Brief: Report how many lines of the material contain the string "coordinates". Add nothing beyond the number.

_ _ _ _

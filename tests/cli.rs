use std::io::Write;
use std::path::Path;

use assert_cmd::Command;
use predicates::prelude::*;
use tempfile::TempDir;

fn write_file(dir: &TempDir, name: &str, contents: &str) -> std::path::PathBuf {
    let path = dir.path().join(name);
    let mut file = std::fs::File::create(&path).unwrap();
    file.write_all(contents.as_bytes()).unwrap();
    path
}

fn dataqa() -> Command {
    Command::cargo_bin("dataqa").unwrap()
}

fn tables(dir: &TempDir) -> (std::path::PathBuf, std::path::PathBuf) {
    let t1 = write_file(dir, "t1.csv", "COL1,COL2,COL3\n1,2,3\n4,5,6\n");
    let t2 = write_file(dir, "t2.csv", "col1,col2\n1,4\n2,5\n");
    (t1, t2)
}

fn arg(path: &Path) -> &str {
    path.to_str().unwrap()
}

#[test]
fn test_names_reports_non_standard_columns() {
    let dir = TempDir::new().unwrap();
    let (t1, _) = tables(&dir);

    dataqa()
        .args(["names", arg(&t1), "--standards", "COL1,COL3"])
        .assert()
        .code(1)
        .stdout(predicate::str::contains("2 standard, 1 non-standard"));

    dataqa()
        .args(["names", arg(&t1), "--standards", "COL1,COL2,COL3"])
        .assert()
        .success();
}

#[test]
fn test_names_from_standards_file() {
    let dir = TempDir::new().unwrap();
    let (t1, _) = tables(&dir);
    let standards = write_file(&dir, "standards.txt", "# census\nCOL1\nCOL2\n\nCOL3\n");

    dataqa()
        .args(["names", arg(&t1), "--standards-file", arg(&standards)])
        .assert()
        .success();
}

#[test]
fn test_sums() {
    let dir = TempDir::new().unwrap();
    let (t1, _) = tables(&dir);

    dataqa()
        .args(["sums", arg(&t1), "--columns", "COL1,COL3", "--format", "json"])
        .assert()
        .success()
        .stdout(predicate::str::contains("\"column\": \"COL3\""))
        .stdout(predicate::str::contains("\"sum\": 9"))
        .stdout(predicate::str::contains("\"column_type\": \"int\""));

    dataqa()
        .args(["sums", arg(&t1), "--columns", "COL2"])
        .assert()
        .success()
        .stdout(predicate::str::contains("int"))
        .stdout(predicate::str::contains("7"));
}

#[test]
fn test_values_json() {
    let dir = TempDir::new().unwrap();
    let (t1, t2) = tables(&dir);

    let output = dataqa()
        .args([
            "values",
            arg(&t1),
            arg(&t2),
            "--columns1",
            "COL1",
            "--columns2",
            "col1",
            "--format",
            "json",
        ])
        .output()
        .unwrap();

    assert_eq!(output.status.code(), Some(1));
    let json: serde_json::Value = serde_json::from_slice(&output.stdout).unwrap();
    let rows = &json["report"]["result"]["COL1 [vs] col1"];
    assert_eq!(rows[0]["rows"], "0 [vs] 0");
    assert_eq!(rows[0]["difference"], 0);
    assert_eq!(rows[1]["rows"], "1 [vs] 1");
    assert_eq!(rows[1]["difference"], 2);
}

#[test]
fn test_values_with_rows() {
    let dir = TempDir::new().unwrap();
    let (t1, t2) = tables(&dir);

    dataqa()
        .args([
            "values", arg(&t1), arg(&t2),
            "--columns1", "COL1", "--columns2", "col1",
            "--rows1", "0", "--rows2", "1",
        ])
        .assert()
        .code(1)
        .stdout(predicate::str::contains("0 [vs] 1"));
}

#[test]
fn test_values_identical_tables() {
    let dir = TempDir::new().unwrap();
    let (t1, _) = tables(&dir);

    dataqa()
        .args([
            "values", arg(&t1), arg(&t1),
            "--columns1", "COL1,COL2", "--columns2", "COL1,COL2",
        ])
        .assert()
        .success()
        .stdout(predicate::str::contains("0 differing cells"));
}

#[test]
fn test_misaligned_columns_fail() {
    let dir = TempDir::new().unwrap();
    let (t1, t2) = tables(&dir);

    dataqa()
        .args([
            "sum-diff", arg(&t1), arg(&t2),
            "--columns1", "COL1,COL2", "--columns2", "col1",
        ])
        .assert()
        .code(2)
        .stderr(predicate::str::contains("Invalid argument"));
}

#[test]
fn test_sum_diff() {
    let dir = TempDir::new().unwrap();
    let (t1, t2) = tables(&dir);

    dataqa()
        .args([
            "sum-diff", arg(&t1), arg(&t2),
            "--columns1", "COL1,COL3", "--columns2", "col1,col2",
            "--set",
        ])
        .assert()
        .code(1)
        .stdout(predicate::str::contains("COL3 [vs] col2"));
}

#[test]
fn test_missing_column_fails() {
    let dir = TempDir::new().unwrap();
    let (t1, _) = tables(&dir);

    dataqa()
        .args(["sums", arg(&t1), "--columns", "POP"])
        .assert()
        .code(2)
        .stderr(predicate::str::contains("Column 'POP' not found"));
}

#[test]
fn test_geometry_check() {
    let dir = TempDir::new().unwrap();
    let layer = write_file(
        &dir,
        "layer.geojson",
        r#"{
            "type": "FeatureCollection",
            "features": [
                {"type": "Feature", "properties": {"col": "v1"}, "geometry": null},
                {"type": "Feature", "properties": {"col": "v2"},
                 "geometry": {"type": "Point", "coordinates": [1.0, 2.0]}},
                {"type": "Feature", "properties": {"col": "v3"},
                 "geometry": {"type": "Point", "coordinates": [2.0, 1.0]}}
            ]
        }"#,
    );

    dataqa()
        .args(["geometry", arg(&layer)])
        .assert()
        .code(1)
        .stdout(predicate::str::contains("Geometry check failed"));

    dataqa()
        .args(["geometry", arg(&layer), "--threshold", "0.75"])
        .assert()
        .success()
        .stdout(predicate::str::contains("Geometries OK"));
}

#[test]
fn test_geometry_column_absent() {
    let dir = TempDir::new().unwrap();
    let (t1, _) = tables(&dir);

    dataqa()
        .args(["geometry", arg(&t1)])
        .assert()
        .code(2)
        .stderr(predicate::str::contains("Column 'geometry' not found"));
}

_ _ _ _

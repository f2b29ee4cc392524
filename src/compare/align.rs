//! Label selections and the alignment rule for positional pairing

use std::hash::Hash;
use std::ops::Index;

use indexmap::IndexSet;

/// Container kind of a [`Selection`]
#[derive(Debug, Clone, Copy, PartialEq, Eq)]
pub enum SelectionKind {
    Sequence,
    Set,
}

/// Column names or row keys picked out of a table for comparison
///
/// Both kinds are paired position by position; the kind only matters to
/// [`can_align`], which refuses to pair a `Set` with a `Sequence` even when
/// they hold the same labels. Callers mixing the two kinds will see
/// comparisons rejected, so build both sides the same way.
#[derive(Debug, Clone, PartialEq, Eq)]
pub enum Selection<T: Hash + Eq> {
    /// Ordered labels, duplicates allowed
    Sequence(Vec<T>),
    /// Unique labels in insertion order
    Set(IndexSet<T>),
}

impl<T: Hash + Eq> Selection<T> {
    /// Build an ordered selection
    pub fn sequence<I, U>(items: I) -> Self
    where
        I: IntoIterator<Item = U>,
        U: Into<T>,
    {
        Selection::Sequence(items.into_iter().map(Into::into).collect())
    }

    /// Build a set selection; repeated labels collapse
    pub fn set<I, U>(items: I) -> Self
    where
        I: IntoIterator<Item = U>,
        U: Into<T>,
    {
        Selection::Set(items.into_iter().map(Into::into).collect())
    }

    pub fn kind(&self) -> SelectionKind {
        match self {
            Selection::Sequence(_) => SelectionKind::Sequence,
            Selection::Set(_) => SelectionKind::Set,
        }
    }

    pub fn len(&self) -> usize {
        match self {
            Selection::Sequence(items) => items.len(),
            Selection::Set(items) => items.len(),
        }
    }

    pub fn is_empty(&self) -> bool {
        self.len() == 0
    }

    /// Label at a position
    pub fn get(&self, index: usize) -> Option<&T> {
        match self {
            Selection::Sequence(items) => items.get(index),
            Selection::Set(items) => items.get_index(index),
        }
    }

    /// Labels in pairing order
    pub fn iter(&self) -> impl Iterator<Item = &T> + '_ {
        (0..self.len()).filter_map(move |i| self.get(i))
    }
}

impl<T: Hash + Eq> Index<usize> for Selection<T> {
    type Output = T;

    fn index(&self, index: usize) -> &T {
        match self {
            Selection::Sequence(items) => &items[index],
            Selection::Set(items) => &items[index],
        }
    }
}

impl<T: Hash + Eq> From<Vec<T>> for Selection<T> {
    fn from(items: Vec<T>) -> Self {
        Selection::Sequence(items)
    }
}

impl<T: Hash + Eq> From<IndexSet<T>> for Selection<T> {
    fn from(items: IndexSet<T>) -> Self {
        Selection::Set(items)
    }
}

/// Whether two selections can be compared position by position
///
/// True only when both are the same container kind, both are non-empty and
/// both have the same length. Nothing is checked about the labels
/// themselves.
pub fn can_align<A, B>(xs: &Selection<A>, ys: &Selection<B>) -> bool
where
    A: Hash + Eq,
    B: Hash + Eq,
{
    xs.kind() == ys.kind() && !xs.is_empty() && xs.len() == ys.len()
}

_ _ _ _

Response to the exercise: 2